**TASK PROMPT:** Among the entries below, which lines include the string "failures"? Show each one.

BEGIN

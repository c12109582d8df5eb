//! Unified error type for Stockroom.
//!
//! Every fallible operation in the crate returns [`Result`]. Storage failures are
//! wrapped from `SeaORM`, validation failures carry the offending value so the
//! console can echo it back to the user.

use thiserror::Error;

/// Crate-wide error type.
#[derive(Debug, Error)]
pub enum Error {
    /// Configuration could not be read or parsed
    #[error("Configuration error: {message}")]
    Config {
        /// Human-readable description of the problem
        message: String,
    },

    /// Underlying storage failure
    #[error("Database error: {0}")]
    Database(#[from] sea_orm::DbErr),

    /// Terminal I/O failure
    #[error("I/O error: {0}")]
    Io(#[from] std::io::Error),

    /// A required text field was empty or otherwise malformed
    #[error("Validation error: {message}")]
    Validation {
        /// What was wrong with the input
        message: String,
    },

    /// Price was negative, NaN or infinite
    #[error("Invalid price: {price}")]
    InvalidPrice {
        /// The rejected price
        price: f64,
    },

    /// Quantity was negative
    #[error("Invalid quantity: {quantity}")]
    InvalidQuantity {
        /// The rejected quantity
        quantity: i64,
    },

    /// Weekly demand was negative
    #[error("Invalid weekly demand: {demand}")]
    InvalidWeeklyDemand {
        /// The rejected demand
        demand: i64,
    },

    /// No product with the given id
    #[error("Product not found: {id}")]
    ProductNotFound {
        /// The id that was looked up
        id: i64,
    },

    /// No category with the given (canonical) name
    #[error("Category not found: {name}")]
    CategoryNotFound {
        /// Canonical category name
        name: String,
    },

    /// A category with this canonical name is already registered
    #[error("Category already exists: {name}")]
    CategoryAlreadyExists {
        /// Canonical category name
        name: String,
    },

    /// The category still has products assigned and cannot be deleted
    #[error("Category {name} still has {product_count} product(s)")]
    CategoryInUse {
        /// Canonical category name
        name: String,
        /// Number of products referencing the category
        product_count: u64,
    },

    /// Standard input reached end of file while a prompt was waiting
    #[error("Input closed")]
    InputClosed,
}

/// Convenience `Result` type
pub type Result<T> = std::result::Result<T, Error>;
use clap::{Parser, Subcommand};
use dotenvy::dotenv;
use std::{io, path::PathBuf};
use stockroom::{
    config::{database, settings},
    console::Console,
    core::category,
    errors::Result,
};
use tracing::{error, info};
use tracing_subscriber::EnvFilter;

const DEFAULT_CONFIG_PATH: &str = "config.toml";

#[derive(Parser, Debug)]
#[command(name = "stockroom", version, about = "Inventory console with category stock status")]
struct Args {
    /// Database URL (overrides DATABASE_URL and config.toml)
    #[arg(long)]
    database_url: Option<String>,

    /// Path to the settings file
    #[arg(long)]
    config: Option<PathBuf>,

    #[command(subcommand)]
    command: Option<Command>,
}

#[derive(Subcommand, Debug)]
enum Command {
    /// Recompute statistics for every category and exit
    Refresh,
    /// Print the dashboard and exit
    Dashboard,
}

#[tokio::main(flavor = "current_thread")]
async fn main() -> Result<()> {
    // Logs go to stderr so they never interleave with the menus
    tracing_subscriber::fmt()
        .with_env_filter(
            EnvFilter::try_from_default_env().unwrap_or_else(|_| EnvFilter::new("warn")),
        )
        .with_writer(io::stderr)
        .init();

    dotenv().ok();

    let args = Args::parse();

    // A missing default config.toml is fine; an explicit --config must exist
    let required = args.config.is_some();
    let config_path = args
        .config
        .unwrap_or_else(|| PathBuf::from(DEFAULT_CONFIG_PATH));
    let app_config = settings::load_app_configuration(&config_path, required)
        .inspect_err(|e| error!("Failed to load configuration: {}", e))?;

    let database_url = settings::resolve_database_url(args.database_url, &app_config);
    let db = database::create_connection(&database_url)
        .await
        .inspect_err(|e| error!("Failed to open database {}: {}", database_url, e))?;
    database::create_tables(&db).await?;
    category::seed_categories(&db, &app_config.categories).await?;
    info!("Database ready at {}", database_url);

    match args.command {
        Some(Command::Refresh) => {
            let mut console = Console::new(db, app_config, io::empty(), io::stdout());
            console.refresh_all().await
        }
        Some(Command::Dashboard) => {
            let mut console = Console::new(db, app_config, io::empty(), io::stdout());
            console.show_dashboard().await
        }
        None => {
            let mut console = Console::new(db, app_config, io::stdin().lock(), io::stdout());
            console.run().await
        }
    }
}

END

**REPLY:**
//! Every fallible operation in the crate returns [`Result`]. Storage failures are
//! wrapped from `SeaORM`, validation failures carry the offending value so the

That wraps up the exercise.